Prompt: Beginning with the first line, transcribe the entries below exactly through the line containing "cells: cells as", inclusive.

----

impl Grid {
    fn zeroed(cells: usize, digits: u8) -> Grid {
        assert!(
            cells <= MAX_CELLS,
            "grids are limited to {} cells, got {}",
            MAX_CELLS,
            cells
        );
        assert!(
            (1..=MAX_DIGITS).contains(&digits),
            "digit count {} is outside of 1..={}",
            digits,
            MAX_DIGITS
        );
        Grid {
            cells: cells as u16,
            digits,
            words: vec![0; bitset::words_for(cells * usize::from(digits))].into_boxed_slice(),
        }
    }

    /// A grid of `cells` cells in which every digit of `1..=digits` is still possible everywhere.
    ///
    /// # Panics
    /// Panics if `cells > 256` or `digits` is not in `1..=32`.
    pub fn open(cells: usize, digits: u8) -> Grid {
        Grid::expand(Shading::full(cells), digits, Mask::all(digits))
    }

    /// Aligns a shading with the grid layout: every cell in `shading` gets `mask`,
    /// every other cell gets no candidates at all.
    ///
    /// # Panics
    /// Panics if `digits` is not in `1..=32`.
    pub fn expand(shading: Shading, digits: u8, mask: Mask) -> Grid {
        let mut grid = Grid::zeroed(shading.universe(), digits);
        let mask = mask & Mask::all(digits);
        for cell in shading {
            grid.set_mask(cell, mask);
        }
        grid
    }

    /// The "1-grid" of a shading, all digits possible in the shaded cells and none elsewhere.
    pub fn from_shading(shading: Shading, digits: u8) -> Grid {
        Grid::expand(shading, digits, Mask::all(digits))
    }

    /// Colors each cell with the number of the region it belongs to, counting from 1.
    /// Cells in several regions get several candidates, cells in none get an empty mask.
    ///
    /// # Panics
    /// Panics if `regions` is empty, contains more than 32 shadings
    /// or shadings of different sizes.
    pub fn from_regions(regions: &[Shading]) -> Grid {
        assert!(!regions.is_empty(), "no regions given");
        let cells = regions[0].universe();
        let mut grid = Grid::zeroed(cells, regions.len() as u8);
        for (idx, region) in regions.iter().enumerate() {
            assert_eq!(region.universe(), cells);
            let digit = Digit::from_index(idx);
            for cell in *region {
                grid.set_mask(cell, grid.mask(cell) | digit);
            }
        }
        grid
    }

    /// Builds a grid from one value per cell, `0` for open cells.
    pub fn from_values(values: &[u8], digits: u8) -> Result<Grid, FromValuesError> {
        if values.is_empty() || values.len() > MAX_CELLS {
            return Err(FromValuesError::WrongLength(values.len()));
        }
        let mut grid = Grid::open(values.len(), digits);
        for (cell, &value) in values.iter().enumerate() {
            if value == 0 {
                continue;
            }
            if value > digits {
                return Err(FromValuesError::ValueOutOfRange {
                    cell,
                    value,
                    digits,
                });
            }
            grid.set_mask(cell, Mask::single(Digit::new(value)));
        }
        Ok(grid)
    }

    /// One value per cell, the digit for fixed cells and `0` for all others.
    pub fn values(&self) -> Vec<u8> {
        (0..self.cells())
            .map(|cell| match self.mask(cell).unique() {
                Ok(Some(digit)) => digit.get(),
                _ => 0,
            })
            .collect()
    }

    /// Reads a grid in the line format, one token per cell.
    ///
    /// Accepted tokens are `1`..`9` and `A`..`W` for the digits 1 to 32,
    /// `.`, `_` or `0` for open cells, `e` for cells that must be even and `o` for cells
    /// that must be odd. Whitespace and the delimiters `|`, `-` and `+` are skipped,
    /// so block layouts can be read as well.
    ///
    /// # Panics
    /// Panics if `digits` is not in `1..=32`.
    pub fn parse(text: &str, cells: usize, digits: u8) -> Result<Grid, ParseError> {
        if cells > MAX_CELLS {
            return Err(ParseError::CellCount(cells));
        }
        let mut grid = Grid::open(cells, digits);
        let mut cell = 0;
        for ch in text.chars() {
            let mask = match ch {
                '.' | '_' | '0' => Mask::all(digits),
                'e' => Mask::even(digits),
                'o' => Mask::odd(digits),
                ch if ch.is_whitespace() || matches!(ch, '|' | '-' | '+') => continue,
                ch => match Digit::from_char(ch) {
                    Some(digit) if digit.get() <= digits => Mask::single(digit),
                    Some(digit) => {
                        return Err(ParseError::DigitOutOfRange {
                            cell,
                            digit: digit.get(),
                            digits,
                        })
                    }
                    None => return Err(ParseError::InvalidEntry(InvalidEntry { cell, ch })),
                },
            };
            // surplus tokens are only counted, for the error below
            if cell < cells {
                grid.set_mask(cell, mask);
            }
            cell += 1;
        }
        if cell != cells {
            return Err(ParseError::WrongCellCount {
                expected: cells,
                found: cell,
            });
        }
        Ok(grid)
    }

    /// Writes the grid in the line format read by [`Grid::parse`].
    ///
    /// Masks that are neither open, fixed nor a parity class are written as `?`,
    /// empty masks as `!`.
    pub fn to_line(&self) -> String {
        (0..self.cells()).map(|cell| self.token(cell)).collect()
    }

    fn token(&self, cell: usize) -> char {
        let mask = self.mask(cell);
        match mask.unique() {
            Ok(Some(digit)) => digit.to_char(),
            Err(_) => '!',
            Ok(None) if mask == Mask::all(self.digits) => '.',
            Ok(None) if mask == Mask::even(self.digits) => 'e',
            Ok(None) if mask == Mask::odd(self.digits) => 'o',
            Ok(None) => '?',
        }
    }

    /// Number of cells.
    pub fn cells(&self) -> usize {
        usize::from(self.cells)
    }

    /// Number of digits.
    pub fn digits(&self) -> u8 {
        self.digits
    }

    /// The digits that are still possible in `cell`.
    #[inline]
    pub fn mask(&self, cell: usize) -> Mask {
        assert!(cell < self.cells());
        let width = usize::from(self.digits);
        Mask::from_bits(bitset::field(&self.words, cell * width, width))
    }

    /// Replaces the candidates of `cell`. Digits above the digit count are dropped.
    #[inline]
    pub fn set_mask(&mut self, cell: usize, mask: Mask) {
        assert!(cell < self.cells());
        let width = usize::from(self.digits);
        bitset::set_field(&mut self.words, cell * width, width, mask.bits());
    }

    /// Checks whether `candidate` is still possible.
    pub fn contains(&self, candidate: Candidate) -> bool {
        candidate.cell < self.cells()
            && candidate.digit.get() <= self.digits
            && bitset::get(&self.words, candidate.bit(self.digits))
    }

    /// Rules out `candidate`.
    pub fn remove(&mut self, candidate: Candidate) {
        assert!(candidate.cell < self.cells() && candidate.digit.get() <= self.digits);
        bitset::clear(&mut self.words, candidate.bit(self.digits));
    }

    /// The cells in which `digit` is still possible.
    pub fn plane(&self, digit: Digit) -> Shading {
        let mut plane = Shading::empty(self.cells());
        for cell in 0..self.cells() {
            if bitset::get(&self.words, Candidate { cell, digit }.bit(self.digits)) {
                plane.insert(cell);
            }
        }
        plane
    }

    /// Rules out `digit` in every cell of `shading`.
    pub fn remove_digit(&mut self, shading: Shading, digit: Digit) {
        debug_assert_eq!(shading.universe(), self.cells());
        for cell in shading {
            bitset::clear(&mut self.words, Candidate { cell, digit }.bit(self.digits));
        }
    }

    /// Fixes every cell of `shading` to `digit`.
    pub fn fix(&mut self, shading: Shading, digit: Digit) {
        debug_assert_eq!(shading.universe(), self.cells());
        for cell in shading {
            self.set_mask(cell, Mask::single(digit));
        }
    }

    /// Checks whether every candidate of `self` is also a candidate of `other`.
    pub fn is_subset(&self, other: &Grid) -> bool {
        self.cells == other.cells
            && self.digits == other.digits
            && self
                .words
                .iter()
                .zip(other.words.iter())
                .all(|(a, b)| a & !b == 0)
    }

    /// Total number of candidates left.
    pub fn count(&self) -> usize {
        bitset::count(&self.words)
    }

    /// Number of cells in which `digit` is still possible.
    pub fn count_digit(&self, digit: Digit) -> usize {
        self.plane(digit).len()
    }

    /// Checks whether `cell` holds exactly one candidate.
    pub fn is_fixed(&self, cell: usize) -> bool {
        self.mask(cell).len() == 1
    }

    /// Checks whether every cell holds exactly one candidate.
    /// Whether the digits obey any rules is up to the [`Geometry`](crate::Geometry).
    pub fn is_filled(&self) -> bool {
        (0..self.cells()).all(|cell| self.is_fixed(cell))
    }

    /// Iterate over every remaining candidate.
    pub fn candidates(&self) -> impl Iterator<Item = Candidate> + '_ {
        let digits = usize::from(self.digits);
        bitset::Ones::new(&self.words[..]).map(move |bit| Candidate {
            cell: bit / digits,
            digit: Digit::from_index(bit % digits),
        })
    }

    /// Tabulates the candidates of each cell, `width` cells per row.
    pub fn candidate_table(&self, width: usize) -> CandidateTable {
        CandidateTable::new(self, width)
    }
}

----

The answer:
impl Grid {
    fn zeroed(cells: usize, digits: u8) -> Grid {
        assert!(
            cells <= MAX_CELLS,
            "grids are limited to {} cells, got {}",
            MAX_CELLS,
            cells
        );
        assert!(
            (1..=MAX_DIGITS).contains(&digits),
            "digit count {} is outside of 1..={}",
            digits,
            MAX_DIGITS
        );
        Grid {
            cells: cells as u16,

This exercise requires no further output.